Aronofsky’s film comes to us in five clear and distinct acts and each has its own special tone and feel. The special effects of the flood are spectacular (as we all thought that they would be). There is a battle sequence that is amazing and the acting is superior throughout the film. Soon after the battle, “Noah” becomes a whole other film entirely. “On the ark, it steps down in scale to examine morality, faith, religious fanaticism, family dynamics and pressure so great that it can sever life-long bonds between loved ones”. Because of excellent direction, the transition is smooth and natural.

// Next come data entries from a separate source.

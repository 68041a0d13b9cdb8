//! Scroll synchronization: after any change to the active item, bring
//! its row fully into the scroll viewport with the minimum adjustment.
//!
//! The synchronizer depends only on the narrow [`ScrollSurface`]
//! capability, not on how the list is rendered.

/// Vertical extent of an element, in the viewport's coordinate space.
#[derive(Debug, Clone, Copy, PartialEq, Eq)]
pub struct VerticalRect {
    pub top: i64,
    pub bottom: i64,
}

/// Geometry side-channel onto the realized list layout.
pub trait ScrollSurface {
    /// Extent of the active item, if one is resolvable right now.
    fn active_item_rect(&self) -> Option<VerticalRect>;
    /// Extent of the scrollable viewport, if it is mounted.
    fn viewport_rect(&self) -> Option<VerticalRect>;
    /// Adjust the scroll offset by a signed amount.
    fn scroll_by(&mut self, delta: i64);
}

/// Ensure the active item is fully visible.
///
/// A missing item or viewport is a normal transient state during
/// mount/unmount races and is silently skipped. At most one adjustment
/// is made, top-edge check first; re-running on an already-visible item
/// is a no-op.
pub fn sync_active_item<S: ScrollSurface>(surface: &mut S) {
    let (Some(item), Some(view)) = (surface.active_item_rect(), surface.viewport_rect()) else {
        return;
    };
    if item.top < view.top {
        surface.scroll_by(item.top - view.top);
    } else if item.bottom > view.bottom {
        surface.scroll_by(item.bottom - view.bottom);
    }
}

/// Row-based scroll viewport over the rendered entry list.
///
/// Geometry is refreshed from the realized layout on every draw; item
/// rects are expressed relative to the viewport's own top edge.
#[derive(Debug, Default)]
pub struct ListViewport {
    /// First content row currently scrolled past.
    offset: i64,
    /// Viewport height in rows; zero while unmounted.
    height: i64,
    /// Rows per list item.
    row_height: i64,
    item_count: i64,
    active_index: Option<i64>,
}

impl ListViewport {
    pub fn new(row_height: u16) -> Self {
        Self {
            row_height: i64::from(row_height.max(1)),
            ..Default::default()
        }
    }

    /// Record the realized layout for this draw cycle.
    pub fn set_layout(&mut self, height_rows: u16, item_count: usize) {
        self.height = i64::from(height_rows);
        self.item_count = item_count as i64;
        self.clamp_offset();
    }

    pub fn set_active_index(&mut self, index: Option<usize>) {
        self.active_index = index.map(|i| i as i64);
    }

    /// Index of the first visible item.
    pub fn first_visible_item(&self) -> usize {
        (self.offset / self.row_height.max(1)) as usize
    }

    pub fn offset_rows(&self) -> i64 {
        self.offset
    }

    fn max_offset(&self) -> i64 {
        (self.item_count * self.row_height - self.height).max(0)
    }

    fn clamp_offset(&mut self) {
        self.offset = self.offset.clamp(0, self.max_offset());
    }
}

impl ScrollSurface for ListViewport {
    fn active_item_rect(&self) -> Option<VerticalRect> {
        if self.height == 0 {
            return None;
        }
        let index = self.active_index?;
        if index < 0 || index >= self.item_count {
            return None;
        }
        let top = index * self.row_height - self.offset;
        Some(VerticalRect {
            top,
            bottom: top + self.row_height,
        })
    }

    fn viewport_rect(&self) -> Option<VerticalRect> {
        if self.height == 0 {
            return None;
        }
        Some(VerticalRect {
            top: 0,
            bottom: self.height,
        })
    }

    fn scroll_by(&mut self, delta: i64) {
        self.offset += delta;
        self.clamp_offset();
    }
}

#[cfg(test)]
mod tests {
    use super::*;

    struct FakeSurface {
        item: Option<VerticalRect>,
        view: Option<VerticalRect>,
        scrolled: Vec<i64>,
    }

    impl FakeSurface {
        fn new(item: Option<VerticalRect>, view: Option<VerticalRect>) -> Self {
            Self {
                item,
                view,
                scrolled: Vec::new(),
            }
        }
    }

    impl ScrollSurface for FakeSurface {
        fn active_item_rect(&self) -> Option<VerticalRect> {
            self.item
        }
        fn viewport_rect(&self) -> Option<VerticalRect> {
            self.view
        }
        fn scroll_by(&mut self, delta: i64) {
            self.scrolled.push(delta);
            if let Some(item) = self.item.as_mut() {
                item.top -= delta;
                item.bottom -= delta;
            }
        }
    }

    fn rect(top: i64, bottom: i64) -> VerticalRect {
        VerticalRect { top, bottom }
    }

    #[test]
    fn item_above_viewport_scrolls_up_by_the_difference() {
        let mut surface = FakeSurface::new(Some(rect(50, 90)), Some(rect(100, 300)));
        sync_active_item(&mut surface);
        assert_eq!(surface.scrolled, vec![-50]);
    }

    #[test]
    fn item_below_viewport_scrolls_down_by_the_difference() {
        let mut surface = FakeSurface::new(Some(rect(250, 350)), Some(rect(100, 300)));
        sync_active_item(&mut surface);
        assert_eq!(surface.scrolled, vec![50]);
    }

    #[test]
    fn visible_item_needs_no_adjustment() {
        let mut surface = FakeSurface::new(Some(rect(120, 160)), Some(rect(100, 300)));
        sync_active_item(&mut surface);
        assert!(surface.scrolled.is_empty());
    }

    #[test]
    fn sync_is_idempotent() {
        let mut surface = FakeSurface::new(Some(rect(250, 350)), Some(rect(100, 300)));
        sync_active_item(&mut surface);
        sync_active_item(&mut surface);
        // One adjustment on the first run, no-op on the second.
        assert_eq!(surface.scrolled, vec![50]);
    }

    #[test]
    fn missing_item_or_viewport_is_skipped() {
        let mut surface = FakeSurface::new(None, Some(rect(100, 300)));
        sync_active_item(&mut surface);
        assert!(surface.scrolled.is_empty());

        let mut surface = FakeSurface::new(Some(rect(50, 90)), None);
        sync_active_item(&mut surface);
        assert!(surface.scrolled.is_empty());
    }

    #[test]
    fn viewport_scrolls_active_row_into_view() {
        let mut viewport = ListViewport::new(1);
        viewport.set_layout(10, 100);
        viewport.set_active_index(Some(25));

        sync_active_item(&mut viewport);
        // Row 25 lands flush with the viewport bottom.
        assert_eq!(viewport.offset_rows(), 16);
        assert_eq!(viewport.first_visible_item(), 16);

        viewport.set_active_index(Some(3));
        sync_active_item(&mut viewport);
        assert_eq!(viewport.offset_rows(), 3);
    }

    #[test]
    fn unmounted_viewport_reports_no_geometry() {
        let mut viewport = ListViewport::new(1);
        viewport.set_active_index(Some(2));
        assert!(viewport.viewport_rect().is_none());
        assert!(viewport.active_item_rect().is_none());
        sync_active_item(&mut viewport);
        assert_eq!(viewport.offset_rows(), 0);
    }

    #[test]
    fn offset_clamps_when_the_list_shrinks() {
        let mut viewport = ListViewport::new(2);
        viewport.set_layout(10, 50);
        viewport.scroll_by(80);
        assert_eq!(viewport.offset_rows(), 80); // 50*2 - 10 = 90 max
        viewport.set_layout(10, 10);
        assert_eq!(viewport.offset_rows(), 10); // 10*2 - 10
    }
}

The film is more than just a film— it is a powerful but complicated experience that’s deeply fascinating in the way it subverts expectations. “It will crash over you like the flood itself, knocking you back, allowing you to take in awe-inspiring visuals but also forcing you to contemplate complex questions. As an absorbing character study and an action epic all at once, it is wonderful.
The arrival of the animals, which appear to self-organize by phylum, is a similarly marvelous sight. This followed by the storm that is amazing in its beauty and it will difficult to forget “the image of humanity’s last dregs clambering for a foothold on a lone rocky outcropping as it, too, is finally swallowed by the sea”.
After the tide has ebbed and a new day has dawned, the film finds its purpose— Noah, the man is an exhausted hero who can’t understand why, if all mankind was meant to perish, he and his family should be saved. Noah has no one to ask. Russell Crowe lets us feel his torment and then the film leaves us with the image of a man who feels adrift when he is finally standing on dry land — and all of us immediately relate to what we see on the screen.